Vendredi 14 août 1818

Mon cher ami,

Fais-moi le plaisir, si tu n’as pas d’autre occupation plus intéressante demain, de venir te baigner avec Piron et moi au bain Duhamel. Je l’ai vu aujourd’hui et nous en avons formé le projet. Je doute fort que tu n’aies pas déjà disposé d’avance de ton temps : ne te gêne donc en rien. Au moment où je t’écris ceci, il est 7 heures du soir et, si tu as bonne mémoire, tu te rappelleras quand tu recevras ma lettre que le temps à cette heure-là commençait à se brouiller, ce qui m’inquiète un peu. Tout cela me fait naître toutes sortes d’idées très naturelles. Premièrement c’est que s’il fait mauvais temps la partie sera manquée, puis, que, si tu ne peux venir, je ne te verrai point, ce qui serait des deux côtés des accidents mortifiants pour moi. Tu m’avais promis que nous nous verrions dans le courant de cette semaine et voilà bientôt que cette semaine aura été rejoindre ses ancêtres, pour ne plus revenir. Le temps s’échappe entre mes doigts sans que je m’en aperçoive. Il me semble qu’autrefois les mois procédaient avec calme, prenaient leur place tour à tour sans m’étourdir. Aujourd’hui, je ne vois dans l’été que l’hiver qui arrive, dans l’hiver que l’été qui vient. Et je compte toujours sur le lendemain qui devient aujourd’hui et qui est si semblable à celui d’hier que je remets encore mes projets à un autre demain, sans m’apercevoir que chacun d’eux me vole une portion de ma vie. Je crois décidément qu’il faut bien s’ennuyer pour sentir le prix de la vie… Et encore ces heures si lentes, qui vous ont pesé comme du plomb, sont aussi loin de vous quand elles sont écoulées.
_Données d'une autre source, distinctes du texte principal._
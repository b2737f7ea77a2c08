// Runtime configuration from the environment (and an optional .env file)

use crate::aggregator::TimeRange;
use anyhow::{anyhow, Result};
use std::path::PathBuf;

pub const DB_PATH_VAR: &str = "LANCAMENTOS_DB";
pub const BIND_ADDR_VAR: &str = "LANCAMENTOS_ADDR";
pub const RANGE_VAR: &str = "LANCAMENTOS_RANGE";

const DEFAULT_DB_PATH: &str = "lancamentos.db";
const DEFAULT_BIND_ADDR: &str = "0.0.0.0:3000";

#[derive(Debug, Clone, PartialEq)]
pub struct Config {
    pub db_path: PathBuf,
    pub bind_addr: String,
    pub default_range: TimeRange,
}

impl Default for Config {
    fn default() -> Self {
        Config {
            db_path: PathBuf::from(DEFAULT_DB_PATH),
            bind_addr: DEFAULT_BIND_ADDR.to_string(),
            default_range: TimeRange::default(),
        }
    }
}

impl Config {
    /// Load `.env` if present, then read the process environment
    pub fn from_env() -> Result<Self> {
        dotenvy::dotenv().ok();
        Self::from_lookup(|key| std::env::var(key).ok())
    }

    pub fn from_lookup<F>(lookup: F) -> Result<Self>
    where
        F: Fn(&str) -> Option<String>,
    {
        let mut config = Config::default();

        if let Some(path) = lookup(DB_PATH_VAR).filter(|v| !v.trim().is_empty()) {
            config.db_path = PathBuf::from(path);
        }

        if let Some(addr) = lookup(BIND_ADDR_VAR).filter(|v| !v.trim().is_empty()) {
            if !addr.contains(':') {
                return Err(anyhow!("{} must be host:port, got '{}'", BIND_ADDR_VAR, addr));
            }
            config.bind_addr = addr;
        }

        if let Some(range) = lookup(RANGE_VAR).filter(|v| !v.trim().is_empty()) {
            config.default_range = range
                .parse()
                .map_err(|e: String| anyhow!("{}: {}", RANGE_VAR, e))?;
        }

        Ok(config)
    }
}

#[cfg(test)]
mod tests {
    use super::*;
    use std::collections::HashMap;

    fn lookup(pairs: &[(&str, &str)]) -> impl Fn(&str) -> Option<String> {
        let map: HashMap<String, String> = pairs
            .iter()
            .map(|(k, v)| (k.to_string(), v.to_string()))
            .collect();
        move |key| map.get(key).cloned()
    }

    #[test]
    fn test_defaults() {
        let config = Config::from_lookup(lookup(&[])).unwrap();
        assert_eq!(config, Config::default());
        assert_eq!(config.default_range, TimeRange::Last180Days);
    }

    #[test]
    fn test_overrides() {
        let config = Config::from_lookup(lookup(&[
            (DB_PATH_VAR, "/tmp/entries.db"),
            (BIND_ADDR_VAR, "127.0.0.1:8080"),
            (RANGE_VAR, "30d"),
        ]))
        .unwrap();

        assert_eq!(config.db_path, PathBuf::from("/tmp/entries.db"));
        assert_eq!(config.bind_addr, "127.0.0.1:8080");
        assert_eq!(config.default_range, TimeRange::Last30Days);
    }

    #[test]
    fn test_invalid_values() {
        assert!(Config::from_lookup(lookup(&[(RANGE_VAR, "2w")])).is_err());
        assert!(Config::from_lookup(lookup(&[(BIND_ADDR_VAR, "localhost")])).is_err());
    }
}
Adieu mon bon ami. Comme je sais que tu aimes que je bavarde un peu dans mes lettres, je t’en ai couché ici d’estoc et de taille, mais comme il est un terme à tout et comme je m’aperçois que l’heure destinée à te porter ma lettre commence à gagner le large à son tour, je prends mes conclusions en te souhaitant une bonne nuit et en te renouvelant mon invitation. Piron viendra me prendre au plus tard à 2 heures et demie – ainsi, si tu ne peux venir à la maison à cette heure, tu nous trouveras au bain (en cas de beau temps bien entendu) vers 3 heures et plus.

Adieu

ton ami.

Eugène Delacroix

Transcription originale

Page 1

Vendredi 14 août 1818

Mon cher ami,

fais-moi le plaisir, si tu n’as pas d’autre
occupation plus interessante demain, [mot barré] de
venir te baigner avec Piron et moi au bain Duhamel.
je l’ai vu aujourd’hui et nous en avons formé le
projet. Je doute fort que tu n’aies pas deja
disposé d’avance de ton temps : ne te gènes donc en
rien. – Au moment où je t’ecris ceci, il est 7 heures
du soir et Si tu as bonne memoire, tu te rappelleras
quand tu recevras ma lettre que le temps à cette
heure là commençait à se brouiller, ce qui m’inquiette
un peu. tout cela me fait naître toutes sortes d’idées
très naturelles. Premièrement c’est que s’il fait
mauvais temps la partie sera manquee, puis que
si tu ne peux venir, je ne te verrai point, - ce qui
serait des deux côtés des accidens mortifians pour
moi – Tu m’avais promis que nous nous verrions
dans le courant de cette semaine et voila bientot
que cette semaine aura été rejoindre ses ancêtres, pour

 

Page 2

ne plus revenir. Le temps s’échappe entre mes doigts
sans que je m’en apperçoive. il me semble qu’autrefois
les mois procedaient avec calme, prenaient leur
place tour à tour sans m’étourdir. Aujourd’hui,
je ne [mot barré] vois dans l’été que l’hyver qui arrive,dans l’hyver que l’été qui vient. & je compte
toujours sur le lendemain qui devient aujourd’hui
et qui est si semblable à celui d’hier que je remets
encore mes projets à un autre demain, sans m’ap
percevoir que chacun d’eux me vole une portion de
ma vie – je crois decidement qu’il faut bien
s’ennuyer pour sentir le prix de la vie.. & encore
ces heures si lentes qui vous ont pesé comme du
plomb, sont aussi loin de vous quand elles sont
écoulées.
Adieu mon bon ami. Comme je sçais
que tu aimes que je bavarde un peu dans mes lettres
je t’en ai couché ici d’estoc et de taille, mais
comme il est un terme a tout et comme je m’apperçois
que l’heure destinée à te porter ma lettre commence
à gagner le large à son tour, je prends mes conclusions

Page 3

en te souhaitant une bonne nuit et en te
renouvellant mon invitation. Piron viendra me
prendre au plutard à 2 heures 1/2 – ainsi, si tu
ne peux venir à la maison à cette heure, tu [mot barré]
nous trouveras au bain [deux mots mots interlinéaires sup.] (en cas de beau temps bien entendu)
vers 3 heures et plus.

Adieu
ton ami.
Eugène Delacroix

Page 4

Adresse sur la page 4 :
A Monsieur,
Monsieur Bap. Pierret fils,
rue du four. n°50
à Paris.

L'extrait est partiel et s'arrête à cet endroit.